Required work
Scan the records for "headers". Show the matching lines.

Stored items:
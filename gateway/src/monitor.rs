//! Monitor Port (C9, §4.9, §6): three read-only JSON projections over the
//! Device Registry, served with `axum` the way the teacher serves its own
//! ingestion HTTP surface.

use std::sync::Arc;

use axum::extract::State;
use axum::http::StatusCode;
use axum::response::{IntoResponse, Json};
use axum::routing::get;
use axum::Router;
use serde::Serialize;
use tower_http::trace::TraceLayer;

use crate::registry::Registry;

/// Devices with no activity in this window are surfaced as `issues` by
/// `/connections` (§4.9: "any devices with now - lastActivityAt > 30 s").
const STALE_AFTER_MS: i64 = 30_000;

#[derive(Clone)]
pub struct MonitorState {
    pub registry: Arc<Registry>,
    pub started_at_ms: i64,
    pub device_port: u16,
    pub monitor_port: u16,
}

pub fn router(state: MonitorState) -> Router {
    Router::new()
        .route("/healthz", get(healthz))
        .route("/devices", get(devices))
        .route("/connections", get(connections))
        .fallback(not_found)
        .with_state(state)
        .layer(TraceLayer::new_for_http())
}

fn now_ms() -> i64 {
    chrono::Utc::now().timestamp_millis()
}

#[derive(Serialize)]
struct HealthzResponse {
    status: &'static str,
    #[serde(rename = "uptimeSec")]
    uptime_sec: i64,
    #[serde(rename = "devicePort")]
    device_port: u16,
    #[serde(rename = "monitorPort")]
    monitor_port: u16,
}

async fn healthz(State(s): State<MonitorState>) -> Json<HealthzResponse> {
    Json(HealthzResponse {
        status: "ok",
        uptime_sec: (now_ms() - s.started_at_ms) / 1000,
        device_port: s.device_port,
        monitor_port: s.monitor_port,
    })
}

#[derive(Serialize)]
struct DeviceView {
    #[serde(rename = "deviceId")]
    device_id: String,
    #[serde(rename = "connectedAt")]
    connected_at: i64,
    #[serde(rename = "lastActivityAt")]
    last_activity_at: i64,
    #[serde(rename = "bytesReceived")]
    bytes_received: u64,
    #[serde(rename = "packetsProcessed")]
    packets_processed: u64,
}

#[derive(Serialize)]
struct DevicesResponse {
    devices: Vec<DeviceView>,
}

async fn devices(State(s): State<MonitorState>) -> Json<DevicesResponse> {
    let devices = s
        .registry
        .snapshot()
        .into_iter()
        .map(|d| DeviceView {
            device_id: d.device_id,
            connected_at: d.connected_at_ms,
            last_activity_at: d.last_activity_at_ms,
            bytes_received: d.bytes_received,
            packets_processed: d.packets_processed,
        })
        .collect();
    Json(DevicesResponse { devices })
}

#[derive(Serialize)]
struct ConnectionsResponse {
    #[serde(rename = "activeConnections")]
    active_connections: usize,
    issues: Vec<String>,
}

async fn connections(State(s): State<MonitorState>) -> Json<ConnectionsResponse> {
    let now = now_ms();
    let snapshot = s.registry.snapshot();
    let issues = snapshot
        .iter()
        .filter(|d| now - d.last_activity_at_ms > STALE_AFTER_MS)
        .map(|d| d.device_id.clone())
        .collect();
    Json(ConnectionsResponse {
        active_connections: snapshot.len(),
        issues,
    })
}

async fn not_found() -> impl IntoResponse {
    StatusCode::NOT_FOUND
}
//! Listener (C10, §4.10): the accept loop, `MAX_CONCURRENT_SESSIONS`
//! backpressure, and graceful-shutdown supervisor.

use std::sync::Arc;
use std::time::Duration;

use tokio::net::TcpListener;
use tracing::{error, info, warn};

use crate::config::Config;
use crate::registry::Registry;
use crate::repository::Repository;
use crate::session;

/// Accepts connections on `config.device_port` until `shutdown` fires.
/// Enforces the concurrent-session cap before spawning a [`session::run`]
/// task; on shutdown, gives in-flight sessions a 3s budget before returning.
pub async fn run<R: Repository>(
    repo: R,
    registry: Arc<Registry>,
    config: Arc<Config>,
    mut shutdown: tokio::sync::watch::Receiver<bool>,
) -> std::io::Result<()> {
    let addr = format!("0.0.0.0:{}", config.device_port);
    let listener = TcpListener::bind(&addr).await?;
    info!(%addr, "device listener bound");

    let active = Arc::new(tokio::sync::Semaphore::new(config.max_concurrent_sessions));

    loop {
        tokio::select! {
            _ = shutdown.changed() => {
                info!("device listener shutting down, draining in-flight sessions");
                break;
            }
            accepted = listener.accept() => {
                let (socket, peer) = match accepted {
                    Ok(pair) => pair,
                    Err(e) => {
                        warn!(error = %e, "accept failed");
                        continue;
                    }
                };

                let permit = match active.clone().try_acquire_owned() {
                    Ok(p) => p,
                    Err(_) => {
                        warn!(peer = %peer, "max concurrent sessions reached, closing");
                        drop(socket);
                        continue;
                    }
                };

                let repo = repo.clone();
                let registry = registry.clone();
                let config = config.clone();
                let session_shutdown = shutdown.clone();
                tokio::spawn(async move {
                    let _permit = permit;
                    session::run(socket, peer.to_string(), repo, registry, config, session_shutdown).await;
                });
            }
        }
    }

    // §5: graceful shutdown broadcasts a cancel; sessions observe it at their
    // next suspension point. We cannot force them to exit early without
    // violating ack-after-dispatch ordering, so we simply bound how long we
    // wait for the semaphore to drain back to full capacity.
    let cap = config.max_concurrent_sessions;
    let drained = tokio::time::timeout(Duration::from_secs(3), active.acquire_many(cap as u32)).await;
    match drained {
        Ok(Ok(_permits)) => info!("all sessions drained before shutdown budget expired"),
        _ => error!("shutdown budget (3s) expired with sessions still active"),
    }

    Ok(())
}

#[cfg(test)]
mod tests {
    use super::*;
    use crate::repository::InMemoryRepository;
    use tokio::net::TcpStream;

    #[tokio::test]
    async fn rejects_connections_beyond_max_concurrent_sessions() {
        let repo = InMemoryRepository::new();
        let registry = Arc::new(Registry::new());
        let mut config = Config {
            device_port: 0,
            monitor_port: 0,
            socket_timeout_ms: 60_000,
            max_concurrent_sessions: 1,
            rate_limit_frames_per_min: 60,
            warmup_ms: 300_000,
            idle_ms: 300_000,
            speed_threshold_kmh: 3,
            store_uri: None,
            debug_log: false,
            strict_crc: false,
        };
        // Bind once ourselves to learn the ephemeral port `run` will reuse.
        let probe = tokio::net::TcpListener::bind("127.0.0.1:0").await.unwrap();
        config.device_port = probe.local_addr().unwrap().port();
        drop(probe);

        let (shutdown_tx, shutdown_rx) = tokio::sync::watch::channel(false);
        let config = Arc::new(config);
        let task = tokio::spawn(run(repo, registry.clone(), config.clone(), shutdown_rx));

        // Give the listener a moment to bind.
        tokio::time::sleep(Duration::from_millis(50)).await;
        let addr = format!("127.0.0.1:{}", config.device_port);

        let first = TcpStream::connect(&addr).await.unwrap();
        // First connection holds the single permit open (no IMEI sent, so the
        // session just sits in AwaitingImei until idle timeout).
        tokio::time::sleep(Duration::from_millis(50)).await;

        let mut second = TcpStream::connect(&addr).await.unwrap();
        let mut buf = [0u8; 1];
        use tokio::io::AsyncReadExt;
        let n = tokio::time::timeout(Duration::from_secs(1), second.read(&mut buf))
            .await
            .expect("second connection should be closed promptly")
            .unwrap();
        assert_eq!(n, 0, "connection beyond capacity must be closed with no data");

        drop(first);
        let _ = shutdown_tx.send(true);
        let _ = tokio::time::timeout(Duration::from_secs(1), task).await;
    }
}
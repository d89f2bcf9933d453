//! Thin JSON-over-HTTP client shared by every upstream adapter.
//!
//! Wraps a [`reqwest::Client`] with a request timeout, an identifying
//! User-Agent, and an optional [`governor`] rate limiter. Failures are mapped
//! onto [`mediascout_common::Error`] so adapters can use `?` and leave the
//! degrade-to-empty decision to the provider boundary.

use std::num::NonZeroU32;
use std::time::Duration;

use governor::{Quota, RateLimiter};
use mediascout_common::{Error, Result};
use serde::de::DeserializeOwned;
use tracing::debug;

const REQUEST_TIMEOUT: Duration = Duration::from_secs(10);

type DirectRateLimiter = RateLimiter<
    governor::state::NotKeyed,
    governor::state::InMemoryState,
    governor::clock::DefaultClock,
>;

/// JSON GET client bound to one upstream base URL.
pub(crate) struct ApiClient {
    http: reqwest::Client,
    base_url: String,
    limiter: Option<DirectRateLimiter>,
}

impl ApiClient {
    /// Create a client for `base_url` that identifies itself as `user_agent`.
    pub fn new(base_url: impl Into<String>, user_agent: &str) -> Self {
        let http = reqwest::Client::builder()
            .timeout(REQUEST_TIMEOUT)
            .user_agent(user_agent.to_string())
            .build()
            .unwrap_or_else(|e| {
                tracing::warn!(error = %e, "Falling back to a default HTTP client");
                reqwest::Client::new()
            });

        Self {
            http,
            base_url: base_url.into(),
            limiter: None,
        }
    }

    /// Throttle outgoing requests to `per_second`. Zero disables throttling.
    pub fn with_rate_limit(mut self, per_second: u32) -> Self {
        self.limiter =
            NonZeroU32::new(per_second).map(|n| RateLimiter::direct(Quota::per_second(n)));
        self
    }

    /// Point the client at a different base URL.
    pub fn with_base_url(mut self, base_url: impl Into<String>) -> Self {
        self.base_url = base_url.into();
        self
    }

    /// GET `path` relative to the configured base URL and decode JSON.
    pub async fn get_json<T: DeserializeOwned>(
        &self,
        path: &str,
        params: &[(&str, &str)],
        headers: &[(&'static str, &str)],
    ) -> Result<T> {
        self.get_json_from(&self.base_url, path, params, headers)
            .await
    }

    /// GET `path` relative to an explicit base URL and decode JSON.
    ///
    /// Query parameters are attached with [`reqwest::RequestBuilder::query`]
    /// so API keys never end up in the logged URL.
    pub async fn get_json_from<T: DeserializeOwned>(
        &self,
        base_url: &str,
        path: &str,
        params: &[(&str, &str)],
        headers: &[(&'static str, &str)],
    ) -> Result<T> {
        if let Some(limiter) = &self.limiter {
            limiter.until_ready().await;
        }

        let url = format!("{}{}", base_url.trim_end_matches('/'), path);
        debug!(url = %url, "GET");

        let mut request = self.http.get(&url).query(params);
        for (name, value) in headers {
            request = request.header(*name, *value);
        }

        let response = request
            .send()
            .await
            .map_err(|e| Error::transport(format!("{url}: {e}")))?;

        let status = response.status();
        if !status.is_success() {
            return Err(Error::status(status.as_u16(), url));
        }

        let body = response
            .bytes()
            .await
            .map_err(|e| Error::transport(format!("{url}: {e}")))?;

        serde_json::from_slice(&body).map_err(|e| Error::decode(format!("{url}: {e}")))
    }
}
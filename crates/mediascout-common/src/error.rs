//! Common error types used throughout mediascout.
//!
//! Provider adapters and the HTTP layer report failures through this type.
//! None of these errors ever reach the host form: the adapter boundary turns
//! every variant into an empty result list.

/// Common error type for mediascout.
#[derive(Debug, thiserror::Error)]
pub enum Error {
    /// A provider that needs credentials has none configured.
    #[error("Provider not configured: {0}")]
    NotConfigured(String),

    /// The request never produced a response (connection, DNS, timeout).
    #[error("Transport error: {0}")]
    Transport(String),

    /// The upstream answered with a non-success status code.
    #[error("Upstream returned HTTP {status} for {url}")]
    Status { status: u16, url: String },

    /// The response body could not be decoded into the expected shape.
    #[error("Decode error: {0}")]
    Decode(String),

    /// Invalid input was provided.
    #[error("Invalid input: {0}")]
    InvalidInput(String),
}

impl Error {
    /// Create a new NotConfigured error.
    pub fn not_configured<S: Into<String>>(provider: S) -> Self {
        Self::NotConfigured(provider.into())
    }

    /// Create a new Transport error.
    pub fn transport<S: Into<String>>(msg: S) -> Self {
        Self::Transport(msg.into())
    }

    /// Create a new Status error.
    pub fn status<S: Into<String>>(status: u16, url: S) -> Self {
        Self::Status {
            status,
            url: url.into(),
        }
    }

    /// Create a new Decode error.
    pub fn decode<S: Into<String>>(msg: S) -> Self {
        Self::Decode(msg.into())
    }

    /// Create a new InvalidInput error.
    pub fn invalid_input<S: Into<String>>(msg: S) -> Self {
        Self::InvalidInput(msg.into())
    }

    /// True for failures caused by missing configuration rather than the
    /// upstream misbehaving.
    pub fn is_configuration(&self) -> bool {
        matches!(self, Self::NotConfigured(_))
    }
}

impl From<serde_json::Error> for Error {
    fn from(err: serde_json::Error) -> Self {
        Self::Decode(err.to_string())
    }
}

/// Result type alias using the common Error type.
pub type Result<T> = std::result::Result<T, Error>;
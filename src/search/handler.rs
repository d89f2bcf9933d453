//! Host callbacks for committed candidates.

use async_trait::async_trait;

use crate::discovery::{CanonicalCandidate, SelectedCandidate};

/// Receives the two commit verbs a [`SearchSession`](super::SearchSession)
/// exposes.
///
/// `on_select` is the primary commit and always receives an enriched
/// candidate. `on_action` is an optional, independent secondary commit
/// (e.g. "add to list"); hosts that offer one override both
/// [`supports_action`](Self::supports_action) and `on_action`.
#[async_trait]
pub trait SelectionHandler: Send + Sync {
    async fn on_select(&self, selected: SelectedCandidate);

    fn supports_action(&self) -> bool {
        false
    }

    async fn on_action(&self, _candidate: CanonicalCandidate) -> anyhow::Result<()> {
        Ok(())
    }
}
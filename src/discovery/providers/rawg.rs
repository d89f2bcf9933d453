//! RAWG video game search adapter.
//!
//! Requires an API key; without one the adapter reports itself unavailable
//! and game search yields nothing. The search payload has no developer
//! information, so the detail lookup used by enrichment lives on
//! [`RawgClient`].

use std::sync::Arc;

use async_trait::async_trait;
use mediascout_common::rating::rescale_hundred_point;
use mediascout_common::text::{non_empty, year_of};
use mediascout_common::{Error, ProviderKey, Result};
use serde::Deserialize;

use crate::discovery::candidate::{external_id, CanonicalCandidate, EnrichmentKey};
use crate::discovery::http::ApiClient;
use crate::discovery::provider::SearchProvider;

pub const RAWG_BASE_URL: &str = "https://api.rawg.io/api";

// ---- response types ----

#[derive(Debug, Deserialize)]
struct GameSearchResponse {
    #[serde(default)]
    results: Vec<GameSummary>,
}

#[derive(Debug, Deserialize)]
struct GameSummary {
    id: u64,
    name: Option<String>,
    released: Option<String>,
    background_image: Option<String>,
    metacritic: Option<u32>,
}

#[derive(Debug, Deserialize)]
struct GameDetail {
    #[serde(default)]
    developers: Vec<Developer>,
}

#[derive(Debug, Deserialize)]
struct Developer {
    name: String,
}

// ---- client ----

/// RAWG API client shared by the game adapter and enrichment.
pub struct RawgClient {
    api: ApiClient,
    api_key: String,
}

impl RawgClient {
    pub fn new(api_key: String) -> Self {
        Self {
            api: ApiClient::new(RAWG_BASE_URL, concat!("mediascout/", env!("CARGO_PKG_VERSION"))),
            api_key,
        }
    }

    /// Point the client at a different API root (used by tests).
    pub fn with_base_url(mut self, base_url: impl Into<String>) -> Self {
        self.api = self.api.with_base_url(base_url);
        self
    }

    pub fn is_configured(&self) -> bool {
        !self.api_key.trim().is_empty()
    }

    async fn search(&self, query: &str, page_size: usize) -> Result<Vec<GameSummary>> {
        if !self.is_configured() {
            return Err(Error::not_configured("rawg"));
        }

        let page_size = page_size.to_string();
        let body: GameSearchResponse = self
            .api
            .get_json(
                "/games",
                &[
                    ("key", self.api_key.as_str()),
                    ("search", query),
                    ("page_size", page_size.as_str()),
                ],
                &[],
            )
            .await?;
        Ok(body.results)
    }

    /// Name of the first listed developer of a game.
    pub(crate) async fn developer(&self, id: u64) -> Result<Option<String>> {
        if !self.is_configured() {
            return Err(Error::not_configured("rawg"));
        }

        let detail: GameDetail = self
            .api
            .get_json(
                &format!("/games/{id}"),
                &[("key", self.api_key.as_str())],
                &[],
            )
            .await?;
        Ok(detail.developers.into_iter().next().map(|d| d.name))
    }
}

// ---- provider ----

/// RAWG-backed game search adapter.
pub struct RawgProvider {
    client: Arc<RawgClient>,
    max_results: usize,
}

impl RawgProvider {
    pub fn new(client: Arc<RawgClient>, max_results: usize) -> Self {
        Self {
            client,
            max_results,
        }
    }
}

fn to_candidate(game: GameSummary) -> Option<CanonicalCandidate> {
    let title = non_empty(game.name)?;

    let mut candidate = CanonicalCandidate::new(title, external_id("rawg", "game", game.id))
        .with_enrichment(EnrichmentKey::Rawg { id: game.id });

    candidate.years = year_of(game.released.as_deref());
    candidate.image = game.background_image.unwrap_or_default();
    candidate.external_rating = rescale_hundred_point(game.metacritic);

    Some(candidate)
}

#[async_trait]
impl SearchProvider for RawgProvider {
    fn key(&self) -> ProviderKey {
        ProviderKey::Game
    }

    fn is_available(&self) -> bool {
        self.client.is_configured()
    }

    async fn lookup(&self, query: &str) -> Result<Vec<CanonicalCandidate>> {
        let games = self.client.search(query, self.max_results).await?;

        Ok(games
            .into_iter()
            .filter_map(to_candidate)
            .take(self.max_results)
            .collect())
    }
}

#[cfg(test)]
mod tests {
    use super::*;

    fn game(json: serde_json::Value) -> GameSummary {
        serde_json::from_value(json).unwrap()
    }

    #[test]
    fn maps_game_summary() {
        let candidate = to_candidate(game(serde_json::json!({
            "id": 3498,
            "name": "Grand Theft Auto V",
            "released": "2013-09-17",
            "background_image": "https://media.rawg.io/media/games/gta5.jpg",
            "metacritic": 92
        })))
        .unwrap();

        assert_eq!(candidate.external_id, "rawg:game:3498");
        assert_eq!(candidate.years, "2013");
        assert_eq!(candidate.image, "https://media.rawg.io/media/games/gta5.jpg");
        assert_eq!(candidate.external_rating, Some(4.6));
        assert_eq!(candidate.excerpt, "");
        assert_eq!(candidate.enrichment, EnrichmentKey::Rawg { id: 3498 });
    }

    #[test]
    fn zero_metacritic_is_unrated() {
        let candidate = to_candidate(game(serde_json::json!({
            "id": 1,
            "name": "Obscure",
            "metacritic": 0,
            "background_image": null
        })))
        .unwrap();
        assert_eq!(candidate.external_rating, None);
        assert_eq!(candidate.image, "");
        assert_eq!(candidate.years, "");
    }

    #[test]
    fn unconfigured_client_is_unavailable() {
        let provider = RawgProvider::new(Arc::new(RawgClient::new(String::new())), 5);
        assert!(!provider.is_available());
        assert_eq!(provider.key(), ProviderKey::Game);
    }

    #[tokio::test]
    async fn unconfigured_lookup_reports_configuration_error() {
        let client = RawgClient::new("  ".into());
        let err = client.developer(1).await.unwrap_err();
        assert!(err.is_configuration());
    }
}
//! Provider registry mapping each [`ProviderKey`] to its [`SearchProvider`].
//!
//! Unlike a merge-everything registry, the aggregator queries exactly one
//! adapter per search: the one the active content domain routes to. The
//! registry only answers "which adapter serves this key".

use std::sync::Arc;

use mediascout_common::ProviderKey;

use super::provider::SearchProvider;

/// A registry holding at most one [`SearchProvider`] per [`ProviderKey`].
///
/// # Examples
///
/// ```rust,ignore
/// use std::sync::Arc;
/// use mediascout::discovery::ProviderRegistry;
///
/// let mut registry = ProviderRegistry::new();
/// registry.register(Arc::new(my_book_provider));
///
/// let results = registry.get(ProviderKey::Book).unwrap().search("dune").await;
/// ```
pub struct ProviderRegistry {
    providers: Vec<Arc<dyn SearchProvider>>,
}

impl ProviderRegistry {
    /// Create an empty registry with no providers.
    pub fn new() -> Self {
        Self {
            providers: Vec::new(),
        }
    }

    /// Register a provider, replacing any earlier one with the same key.
    pub fn register(&mut self, provider: Arc<dyn SearchProvider>) {
        let key = provider.key();
        self.providers.retain(|p| p.key() != key);
        self.providers.push(provider);
    }

    /// Look up the provider serving `key`.
    pub fn get(&self, key: ProviderKey) -> Option<&dyn SearchProvider> {
        self.providers
            .iter()
            .find(|p| p.key() == key)
            .map(|p| p.as_ref())
    }

    /// Return references to all providers that are currently available
    /// (i.e. configured with the credentials they need).
    pub fn available(&self) -> Vec<&dyn SearchProvider> {
        self.providers
            .iter()
            .filter(|p| p.is_available())
            .map(|p| p.as_ref())
            .collect()
    }

    /// Keys of every registered provider, in registration order.
    pub fn keys(&self) -> Vec<ProviderKey> {
        self.providers.iter().map(|p| p.key()).collect()
    }
}

impl Default for ProviderRegistry {
    fn default() -> Self {
        Self::new()
    }
}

Solution to this exercise
        headers: &[(&'static str, &str)],
        self.get_json_from(&self.base_url, path, params, headers)
        headers: &[(&'static str, &str)],
        for (name, value) in headers {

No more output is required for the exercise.